> _ASSIGNED TASK_: Would you set down each line of the data below exactly?

> _DATA_:
use std::fmt;

use serde::{Deserialize, Serialize};
use serde_json::{Map, Value};

use crate::error::RequestError;

/// Which managed service a request targets. Each service has its own rule
/// table.
#[derive(Debug, Clone, Copy, PartialEq, Eq, Hash, Serialize, Deserialize)]
#[serde(rename_all = "snake_case")]
pub enum Service {
    Database,
    Storage,
}

impl fmt::Display for Service {
    fn fmt(&self, f: &mut fmt::Formatter<'_>) -> fmt::Result {
        match self {
            Self::Database => write!(f, "database"),
            Self::Storage => write!(f, "storage"),
        }
    }
}

/// Concrete operation carried by a request.
///
/// Rule files speak in terms of [`Method`](crate::Method), which groups these
/// (`read` = get + list, `write` = create + update + delete).
#[derive(Debug, Clone, Copy, PartialEq, Eq, Hash, Serialize, Deserialize)]
#[serde(rename_all = "snake_case")]
pub enum Operation {
    Get,
    List,
    Create,
    Update,
    Delete,
}

impl Operation {
    pub fn as_str(&self) -> &'static str {
        match self {
            Self::Get => "get",
            Self::List => "list",
            Self::Create => "create",
            Self::Update => "update",
            Self::Delete => "delete",
        }
    }

    /// `create` and `update` carry a proposed new state.
    pub fn carries_payload(&self) -> bool {
        matches!(self, Self::Create | Self::Update)
    }

    /// Operations covered by the `write` method.
    pub fn is_write(&self) -> bool {
        matches!(self, Self::Create | Self::Update | Self::Delete)
    }
}

/// Stored state of the target document at evaluation time.
#[derive(Debug, Clone, Default, PartialEq, Serialize, Deserialize)]
pub struct ResourceSnapshot {
    #[serde(default)]
    pub data: Map<String, Value>,
}

impl ResourceSnapshot {
    pub fn new(data: Map<String, Value>) -> Self {
        Self { data }
    }

    pub(crate) fn to_value(&self) -> Value {
        let mut obj = Map::new();
        obj.insert("data".to_string(), Value::Object(self.data.clone()));
        Value::Object(obj)
    }
}

/// Proposed new state for `create` / `update`.
#[derive(Debug, Clone, Default, PartialEq, Serialize, Deserialize)]
#[serde(rename_all = "camelCase")]
pub struct IncomingSnapshot {
    /// Object size in bytes (storage uploads).
    #[serde(default, skip_serializing_if = "Option::is_none")]
    pub size: Option<u64>,
    #[serde(default, skip_serializing_if = "Option::is_none")]
    pub content_type: Option<String>,
    #[serde(default)]
    pub data: Map<String, Value>,
}

impl IncomingSnapshot {
    pub(crate) fn to_value(&self) -> Value {
        let mut obj = Map::new();
        obj.insert(
            "size".to_string(),
            self.size.map(Value::from).unwrap_or(Value::Null),
        );
        obj.insert(
            "contentType".to_string(),
            self.content_type
                .clone()
                .map(Value::String)
                .unwrap_or(Value::Null),
        );
        obj.insert("data".to_string(), Value::Object(self.data.clone()));
        Value::Object(obj)
    }
}

/// A request descriptor as received from a caller.
///
/// `operation` is optional on the wire so that a missing operation can be
/// reported as [`RequestError::MissingOperation`] instead of failing
/// deserialisation.
#[derive(Debug, Clone, PartialEq, Serialize, Deserialize)]
pub struct AccessRequest {
    pub service: Service,
    /// Authenticated principal, `None` for unauthenticated callers.
    #[serde(default)]
    pub identity: Option<String>,
    #[serde(default)]
    pub operation: Option<Operation>,
    pub path: String,
    #[serde(default)]
    pub resource: Option<ResourceSnapshot>,
    #[serde(default)]
    pub incoming: Option<IncomingSnapshot>,
}

impl AccessRequest {
    pub fn new(service: Service, operation: Operation, path: impl Into<String>) -> Self {
        Self {
            service,
            identity: None,
            operation: Some(operation),
            path: path.into(),
            resource: None,
            incoming: None,
        }
    }

    pub fn with_identity(mut self, identity: impl Into<String>) -> Self {
        self.identity = Some(identity.into());
        self
    }

    pub fn with_resource(mut self, resource: ResourceSnapshot) -> Self {
        self.resource = Some(resource);
        self
    }

    pub fn with_incoming(mut self, incoming: IncomingSnapshot) -> Self {
        self.incoming = Some(incoming);
        self
    }

    /// Reject requests that cannot be evaluated at all. These are caller
    /// bugs and are surfaced rather than silently denied.
    pub fn validate(&self) -> Result<ValidRequest<'_>, RequestError> {
        let operation = self.operation.ok_or(RequestError::MissingOperation)?;
        let segments = split_path(&self.path)?;
        if operation.carries_payload() && self.incoming.is_none() {
            return Err(RequestError::MissingIncoming { operation });
        }
        if let Some(identity) = &self.identity {
            if identity.is_empty() {
                return Err(RequestError::EmptyIdentity);
            }
        }
        Ok(ValidRequest {
            request: self,
            operation,
            segments,
        })
    }
}

/// An [`AccessRequest`] that passed [`AccessRequest::validate`].
#[derive(Debug)]
pub struct ValidRequest<'a> {
    pub request: &'a AccessRequest,
    pub operation: Operation,
    pub segments: Vec<&'a str>,
}

/// Split an absolute `/a/b/c` path into its segments.
pub fn split_path(path: &str) -> Result<Vec<&str>, RequestError> {
    let rest = path
        .strip_prefix('/')
        .ok_or_else(|| RequestError::InvalidPath {
            path: path.to_string(),
            reason: "path must start with '/'".to_string(),
        })?;
    let rest = rest.strip_suffix('/').unwrap_or(rest);
    if rest.is_empty() {
        return Err(RequestError::InvalidPath {
            path: path.to_string(),
            reason: "path has no segments".to_string(),
        });
    }
    let segments: Vec<&str> = rest.split('/').collect();
    if segments.iter().any(|s| s.is_empty()) {
        return Err(RequestError::InvalidPath {
            path: path.to_string(),
            reason: "empty path segment".to_string(),
        });
    }
    Ok(segments)
}
use clap::{Parser, Subcommand};
use std::path::PathBuf;

#[derive(Parser, Debug)]
#[command(
    name = "rulegate",
    version,
    about = "Evaluate access requests against database and storage rules"
)]
pub struct Cli {
    /// Path to the configuration file
    #[arg(short, long, default_value = "rulegate.yaml", global = true)]
    pub config: PathBuf,

    /// Database rules file (overrides config file setting)
    #[arg(long, global = true)]
    pub database_rules: Option<PathBuf>,

    /// Storage rules file (overrides config file setting)
    #[arg(long, global = true)]
    pub storage_rules: Option<PathBuf>,

    /// Document store JSON used for lookups (overrides config file setting)
    #[arg(long, global = true)]
    pub store: Option<PathBuf>,

    /// Per-request evaluation deadline in milliseconds
    #[arg(long, global = true)]
    pub timeout_ms: Option<u64>,

    /// Maximum document lookups per request
    #[arg(long, global = true)]
    pub max_lookups: Option<usize>,

    /// Audit log path (overrides config file setting)
    #[arg(long, global = true)]
    pub audit_log: Option<PathBuf>,

    #[command(subcommand)]
    pub command: Command,
}

#[derive(Subcommand, Debug)]
pub enum Command {
    /// Evaluate one request or an array of requests from a JSON file and
    /// print one decision per line
    Check {
        /// JSON file holding a request object or an array of them
        requests: PathBuf,
    },
    /// Load and validate rules, auth settings, indexes and the document store
    Validate,
    /// Print the validated composite-index descriptor as JSON
    Indexes,
}

#[cfg(test)]
mod tests {
    use super::*;

    #[test]
    fn global_flags_after_subcommand() {
        let cli = Cli::try_parse_from([
            "rulegate",
            "check",
            "requests.json",
            "--max-lookups",
            "3",
            "--store",
            "store.json",
        ])
        .unwrap();
        assert_eq!(cli.max_lookups, Some(3));
        assert_eq!(cli.store, Some(PathBuf::from("store.json")));
        assert_eq!(cli.config, PathBuf::from("rulegate.yaml"));
        assert!(matches!(cli.command, Command::Check { ref requests } if requests == &PathBuf::from("requests.json")));
    }

    #[test]
    fn subcommand_is_required() {
        assert!(Cli::try_parse_from(["rulegate"]).is_err());
    }
}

> _RESPONSE TO THE TASK_:
use std::fmt;

use serde::{Deserialize, Serialize};
use serde_json::{Map, Value};

use crate::error::RequestError;

/// Which managed service a request targets. Each service has its own rule
/// table.
#[derive(Debug, Clone, Copy, PartialEq, Eq, Hash, Serialize, Deserialize)]
#[serde(rename_all = "snake_case")]
pub enum Service {
    Database,
    Storage,
}

impl fmt::Display for Service {
    fn fmt(&self, f: &mut fmt::Formatter<'_>) -> fmt::Result {
        match self {
            Self::Database => write!(f, "database"),
            Self::Storage => write!(f, "storage"),
        }
    }
}

/// Concrete operation carried by a request.
///
/// Rule files speak in terms of [`Method`](crate::Method), which groups these
/// (`read` = get + list, `write` = create + update + delete).
#[derive(Debug, Clone, Copy, PartialEq, Eq, Hash, Serialize, Deserialize)]
#[serde(rename_all = "snake_case")]
pub enum Operation {
    Get,
    List,
    Create,
    Update,
    Delete,
}

impl Operation {
    pub fn as_str(&self) -> &'static str {
        match self {
            Self::Get => "get",
            Self::List => "list",
            Self::Create => "create",
            Self::Update => "update",
            Self::Delete => "delete",
        }
    }

    /// `create` and `update` carry a proposed new state.
    pub fn carries_payload(&self) -> bool {
        matches!(self, Self::Create | Self::Update)
    }

    /// Operations covered by the `write` method.
    pub fn is_write(&self) -> bool {
        matches!(self, Self::Create | Self::Update | Self::Delete)
    }
}

/// Stored state of the target document at evaluation time.
#[derive(Debug, Clone, Default, PartialEq, Serialize, Deserialize)]
pub struct ResourceSnapshot {
    #[serde(default)]
    pub data: Map<String, Value>,
}

impl ResourceSnapshot {
    pub fn new(data: Map<String, Value>) -> Self {
        Self { data }
    }

    pub(crate) fn to_value(&self) -> Value {
        let mut obj = Map::new();
        obj.insert("data".to_string(), Value::Object(self.data.clone()));
        Value::Object(obj)
    }
}

/// Proposed new state for `create` / `update`.
#[derive(Debug, Clone, Default, PartialEq, Serialize, Deserialize)]
#[serde(rename_all = "camelCase")]
pub struct IncomingSnapshot {
    /// Object size in bytes (storage uploads).
    #[serde(default, skip_serializing_if = "Option::is_none")]
    pub size: Option<u64>,
    #[serde(default, skip_serializing_if = "Option::is_none")]
    pub content_type: Option<String>,
    #[serde(default)]
    pub data: Map<String, Value>,
}

impl IncomingSnapshot {
    pub(crate) fn to_value(&self) -> Value {
        let mut obj = Map::new();
        obj.insert(
            "size".to_string(),
            self.size.map(Value::from).unwrap_or(Value::Null),
        );
        obj.insert(
            "contentType".to_string(),
            self.content_type
                .clone()
                .map(Value::String)
                .unwrap_or(Value::Null),
        );
        obj.insert("data".to_string(), Value::Object(self.data.clone()));
        Value::Object(obj)
    }
}

/// A request descriptor as received from a caller.
///
/// `operation` is optional on the wire so that a missing operation can be
/// reported as [`RequestError::MissingOperation`] instead of failing
/// deserialisation.
#[derive(Debug, Clone, PartialEq, Serialize, Deserialize)]
pub struct AccessRequest {
    pub service: Service,
    /// Authenticated principal, `None` for unauthenticated callers.
    #[serde(default)]
    pub identity: Option<String>,
    #[serde(default)]
    pub operation: Option<Operation>,
    pub path: String,
    #[serde(default)]
    pub resource: Option<ResourceSnapshot>,
    #[serde(default)]
    pub incoming: Option<IncomingSnapshot>,
}

impl AccessRequest {
    pub fn new(service: Service, operation: Operation, path: impl Into<String>) -> Self {
        Self {
            service,
            identity: None,
            operation: Some(operation),
            path: path.into(),
            resource: None,
            incoming: None,
        }
    }

    pub fn with_identity(mut self, identity: impl Into<String>) -> Self {
        self.identity = Some(identity.into());
        self
    }

    pub fn with_resource(mut self, resource: ResourceSnapshot) -> Self {
        self.resource = Some(resource);
        self
    }

    pub fn with_incoming(mut self, incoming: IncomingSnapshot) -> Self {
        self.incoming = Some(incoming);
        self
    }

    /// Reject requests that cannot be evaluated at all. These are caller
    /// bugs and are surfaced rather than silently denied.
    pub fn validate(&self) -> Result<ValidRequest<'_>, RequestError> {
        let operation = self.operation.ok_or(RequestError::MissingOperation)?;
        let segments = split_path(&self.path)?;
        if operation.carries_payload() && self.incoming.is_none() {
            return Err(RequestError::MissingIncoming { operation });
        }
        if let Some(identity) = &self.identity {
            if identity.is_empty() {
                return Err(RequestError::EmptyIdentity);
            }
        }
        Ok(ValidRequest {
            request: self,
            operation,
            segments,
        })
    }
}

/// An [`AccessRequest`] that passed [`AccessRequest::validate`].
#[derive(Debug)]
pub struct ValidRequest<'a> {
    pub request: &'a AccessRequest,
    pub operation: Operation,
    pub segments: Vec<&'a str>,
}

/// Split an absolute `/a/b/c` path into its segments.
pub fn split_path(path: &str) -> Result<Vec<&str>, RequestError> {
    let rest = path
        .strip_prefix('/')
        .ok_or_else(|| RequestError::InvalidPath {
            path: path.to_string(),
            reason: "path must start with '/'".to_string(),
        })?;
    let rest = rest.strip_suffix('/').unwrap_or(rest);
    if rest.is_empty() {
        return Err(RequestError::InvalidPath {
            path: path.to_string(),
            reason: "path has no segments".to_string(),
        });
    }
    let segments: Vec<&str> = rest.split('/').collect();
    if segments.iter().any(|s| s.is_empty()) {
        return Err(RequestError::InvalidPath {
            path: path.to_string(),
            reason: "empty path segment".to_string(),
        });
    }
    Ok(segments)
}
use clap::{Parser, Subcommand};
use std::path::PathBuf;

#[derive(Parser, Debug)]
#[command(
    name = "rulegate",
    version,
    about = "Evaluate access requests against database and storage rules"
)]
pub struct Cli {
    /// Path to the configuration file
    #[arg(short, long, default_value = "rulegate.yaml", global = true)]
    pub config: PathBuf,

    /// Database rules file (overrides config file setting)
    #[arg(long, global = true)]
    pub database_rules: Option<PathBuf>,

    /// Storage rules file (overrides config file setting)
    #[arg(long, global = true)]
    pub storage_rules: Option<PathBuf>,

    /// Document store JSON used for lookups (overrides config file setting)
    #[arg(long, global = true)]
    pub store: Option<PathBuf>,

    /// Per-request evaluation deadline in milliseconds
    #[arg(long, global = true)]
    pub timeout_ms: Option<u64>,

    /// Maximum document lookups per request
    #[arg(long, global = true)]
    pub max_lookups: Option<usize>,

    /// Audit log path (overrides config file setting)
    #[arg(long, global = true)]
    pub audit_log: Option<PathBuf>,

    #[command(subcommand)]
    pub command: Command,
}

#[derive(Subcommand, Debug)]
pub enum Command {
    /// Evaluate one request or an array of requests from a JSON file and
    /// print one decision per line
    Check {
        /// JSON file holding a request object or an array of them
        requests: PathBuf,
    },
    /// Load and validate rules, auth settings, indexes and the document store
    Validate,
    /// Print the validated composite-index descriptor as JSON
    Indexes,
}

#[cfg(test)]
mod tests {
    use super::*;

    #[test]
    fn global_flags_after_subcommand() {
        let cli = Cli::try_parse_from([
            "rulegate",
            "check",
            "requests.json",
            "--max-lookups",
            "3",
            "--store",
            "store.json",
        ])
        .unwrap();
        assert_eq!(cli.max_lookups, Some(3));
        assert_eq!(cli.store, Some(PathBuf::from("store.json")));
        assert_eq!(cli.config, PathBuf::from("rulegate.yaml"));
        assert!(matches!(cli.command, Command::Check { ref requests } if requests == &PathBuf::from("requests.json")));
    }

    #[test]
    fn subcommand_is_required() {
        assert!(Cli::try_parse_from(["rulegate"]).is_err());
    }
}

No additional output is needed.